The Charlotte City Council adopted the changes unanimously. That was an abrupt change from just last year, when a local activist had pushed for just one of those eight reforms — requiring police officers to intervene if they see a fellow officer abusing someone — but officials declined, the Wall Street Journal reported in a recent article on changes in Charlotte and other large U.S. cities.
“We’ve always had the political power to do this, but we haven’t had the political will,” Braxton Winston, a Black Lives Matter activist who rose to prominence during the 2016 protests over the death of Keith Lamont Scott and now holds a seat on the Charlotte City Council, told the Wall Street Journal. “We’re at a moment when those in government are finding the political will.”
NC criminal justice policies
At the state level, there are other changes that leaders in both political parties have either already put into place, or are working on.
▪ Democratic Gov. Roy Cooper created a task force charged with addressing racism within law enforcement and the courts.
▪ The Republican-led legislature suddenly passed two criminal justice reforms that had stalled for months.

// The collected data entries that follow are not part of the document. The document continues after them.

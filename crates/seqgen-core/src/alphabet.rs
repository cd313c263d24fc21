use serde::{Deserialize, Serialize};

use crate::LEADING_ZERO;
use crate::error::{Error, Result};
use crate::symbol::Symbol;
use crate::validation::duplicate_symbols;

/// Ordered list of distinct symbols tried at every position.
#[derive(Debug, Clone, Default, PartialEq, Eq, Serialize, Deserialize)]
#[serde(try_from = "Vec<Symbol>", into = "Vec<Symbol>")]
pub struct Alphabet {
    symbols: Vec<Symbol>,
}

impl Alphabet {
    /// Build an alphabet, rejecting duplicate symbols.
    ///
    /// An empty alphabet is valid: it produces no sequences of positive length.
    pub fn new(symbols: Vec<Symbol>) -> Result<Self> {
        let duplicates = duplicate_symbols(symbols.iter().map(Symbol::as_str));
        if !duplicates.is_empty() {
            return Err(Error::InvalidAlphabet(format!(
                "duplicate symbols: {}",
                duplicates.join(", ")
            )));
        }
        Ok(Self { symbols })
    }

    pub fn empty() -> Self {
        Self::default()
    }

    /// The decimal digits `0` through `9`.
    pub fn digits() -> Self {
        let symbols = (0..=9)
            .map(|digit| Symbol(digit.to_string()))
            .collect::<Vec<_>>();
        Self { symbols }
    }

    /// Parse a comma separated list such as `"a, b ,c"`.
    ///
    /// Entries are trimmed and blank entries dropped before validation. A
    /// list with no symbols left is an error; use [`Alphabet::empty`] for an
    /// intentionally empty alphabet.
    pub fn parse_list(input: &str) -> Result<Self> {
        let symbols = input
            .split(',')
            .map(str::trim)
            .filter(|entry| !entry.is_empty())
            .map(Symbol::new)
            .collect::<Result<Vec<_>>>()?;
        if symbols.is_empty() {
            return Err(Error::InvalidAlphabet(format!("'{input}' lists no symbols")));
        }
        Self::new(symbols)
    }

    /// Build from raw strings, validating each symbol.
    pub fn from_strings<I, S>(values: I) -> Result<Self>
    where
        I: IntoIterator<Item = S>,
        S: Into<String>,
    {
        let symbols = values
            .into_iter()
            .map(Symbol::new)
            .collect::<Result<Vec<_>>>()?;
        Self::new(symbols)
    }

    pub fn symbols(&self) -> &[Symbol] {
        &self.symbols
    }

    pub fn len(&self) -> usize {
        self.symbols.len()
    }

    pub fn is_empty(&self) -> bool {
        self.symbols.is_empty()
    }

    pub fn contains(&self, symbol: &Symbol) -> bool {
        self.symbols.contains(symbol)
    }
}

impl TryFrom<Vec<Symbol>> for Alphabet {
    type Error = Error;

    fn try_from(symbols: Vec<Symbol>) -> Result<Self> {
        Alphabet::new(symbols)
    }
}

impl From<Alphabet> for Vec<Symbol> {
    fn from(alphabet: Alphabet) -> Self {
        alphabet.symbols
    }
}

/// Which kind of domain a request runs over, without its alphabet.
#[derive(Debug, Clone, Copy, PartialEq, Eq, Hash)]
pub enum DomainKind {
    Characters,
    Numeric,
}

impl DomainKind {
    pub fn label(self) -> &'static str {
        match self {
            DomainKind::Characters => "characters",
            DomainKind::Numeric => "numeric",
        }
    }
}

/// The symbol space a generation runs over.
#[derive(Debug, Clone, PartialEq, Eq, Serialize, Deserialize)]
#[serde(tag = "kind", rename_all = "snake_case")]
pub enum Domain {
    /// Caller supplied alphabet, every symbol allowed at every position.
    Characters { alphabet: Alphabet },
    /// Digits `0`-`9`; `0` is never placed first.
    Numeric,
}

impl Domain {
    pub fn alphabet(&self) -> Alphabet {
        match self {
            Domain::Characters { alphabet } => alphabet.clone(),
            Domain::Numeric => Alphabet::digits(),
        }
    }

    /// Symbols left out of the branch set at the root.
    ///
    /// This is a structural exclusion and never counts as a rejection.
    pub fn excluded_at_root(&self, symbol: &Symbol) -> bool {
        matches!(self, Domain::Numeric) && symbol.as_str() == LEADING_ZERO
    }

    pub fn kind(&self) -> DomainKind {
        match self {
            Domain::Characters { .. } => DomainKind::Characters,
            Domain::Numeric => DomainKind::Numeric,
        }
    }

    pub fn label(&self) -> &'static str {
        self.kind().label()
    }
}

▪ After protesters tore two statues off one Confederate monument at the state Capitol, Cooper ordered all the Confederate memorials at the Capitol taken down. A 2015 state law normally protects such memorials from being removed, but Cooper went around it, citing the law’s exception for public safety.
▪ A plan to spend to spend $4 million on monuments to African Americans in Raleigh, including one at the state Capitol, has passed the N.C. Senate.
▪ UNC-Chapel Hill lifted its self-imposed ban on renaming campus buildings, some of which honor white supremacists. N.C. State, meanwhile, removed the name on Daniels Hall that had honored Josephus Daniels, a former News & Observer publisher who helped organize the deadly 1898 overthrow of a multiracial government in Wilmington.
▪ Democratic N.C. Supreme Court Chief Justice Cheri Beasley, in a blunt and emotional speech, publicly acknowledged systemic racism in the criminal justice system and called on fellow judges to “do better.”
“In our courts, African Americans are more harshly treated, more severely punished and more likely to be presumed guilty,” Beasley said.
Some activists, however, remain wary of state leaders reverting back to just supportive words, and not actions.
Hopes, questions for task force
Taari Coleman of the group NC BORN, which staged multiple protests outside the governor’s mansion in downtown Raleigh, was critical of Cooper in the early days of the marching. And after the governor announced his task force, Coleman said she and others will be watching closely to see what it’s actually able to accomplish.
“We’re excited about this task force but we’re also not placated by it,” she said. “Because we understand that words are powerful, but action and movement is what really, really matters.”
Pittman said that to him, one of the biggest things that task force is looking at is something he called the “good cop” rule. It would require police officers to intervene if they saw a fellow officer abusing someone.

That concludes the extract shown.